The task: Report each line of the records below that uses the word "Display".

--- Records shown Enclosed Below ---

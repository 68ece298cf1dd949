//! Typed property set used to configure a new index.

use std::collections::HashMap;
use std::fmt::{Display, Formatter};

/// Value type of a property.
#[derive(Debug, Clone, Copy, PartialEq, Eq, Hash)]
pub enum PropertyKind {
    UnsignedInt,
    Double,
    Bool,
}

impl Display for PropertyKind {
    fn fmt(&self, f: &mut Formatter<'_>) -> std::fmt::Result {
        match self {
            PropertyKind::UnsignedInt => write!(f, "unsigned integer"),
            PropertyKind::Double => write!(f, "double"),
            PropertyKind::Bool => write!(f, "boolean"),
        }
    }
}

/// A typed property value.
#[derive(Debug, Clone, Copy, PartialEq)]
pub enum PropertyValue {
    UnsignedInt(u64),
    Double(f64),
    Bool(bool),
}

impl PropertyValue {
    pub fn kind(&self) -> PropertyKind {
        match self {
            PropertyValue::UnsignedInt(_) => PropertyKind::UnsignedInt,
            PropertyValue::Double(_) => PropertyKind::Double,
            PropertyValue::Bool(_) => PropertyKind::Bool,
        }
    }

    pub fn as_unsigned(&self) -> Option<u64> {
        match self {
            PropertyValue::UnsignedInt(v) => Some(*v),
            _ => None,
        }
    }

    pub fn as_double(&self) -> Option<f64> {
        match self {
            PropertyValue::Double(v) => Some(*v),
            _ => None,
        }
    }
}

impl Display for PropertyValue {
    fn fmt(&self, f: &mut Formatter<'_>) -> std::fmt::Result {
        match self {
            PropertyValue::UnsignedInt(v) => write!(f, "{}", v),
            PropertyValue::Double(v) => write!(f, "{}", v),
            PropertyValue::Bool(v) => write!(f, "{}", v),
        }
    }
}

/// Name to value mapping. Keys are unique; setting an existing key replaces it.
#[derive(Debug, Clone, Default, PartialEq)]
pub struct PropertySet {
    properties: HashMap<String, PropertyValue>,
}

impl PropertySet {
    pub fn new() -> Self {
        Self::default()
    }

    pub fn set(&mut self, name: impl Into<String>, value: PropertyValue) -> Option<PropertyValue> {
        self.properties.insert(name.into(), value)
    }

    pub fn get(&self, name: &str) -> Option<&PropertyValue> {
        self.properties.get(name)
    }

    pub fn contains(&self, name: &str) -> bool {
        self.properties.contains_key(name)
    }

    pub fn len(&self) -> usize {
        self.properties.len()
    }

    pub fn is_empty(&self) -> bool {
        self.properties.is_empty()
    }

    pub fn iter(&self) -> impl Iterator<Item = (&str, &PropertyValue)> {
        self.properties.iter().map(|(k, v)| (k.as_str(), v))
    }
}

impl FromIterator<(String, PropertyValue)> for PropertySet {
    fn from_iter<T: IntoIterator<Item = (String, PropertyValue)>>(iter: T) -> Self {
        Self {
            properties: iter.into_iter().collect(),
        }
    }
}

--- End of Enclosed Records shown ---

Answer section:
use std::fmt::{Display, Formatter};
impl Display for PropertyKind {
impl Display for PropertyValue {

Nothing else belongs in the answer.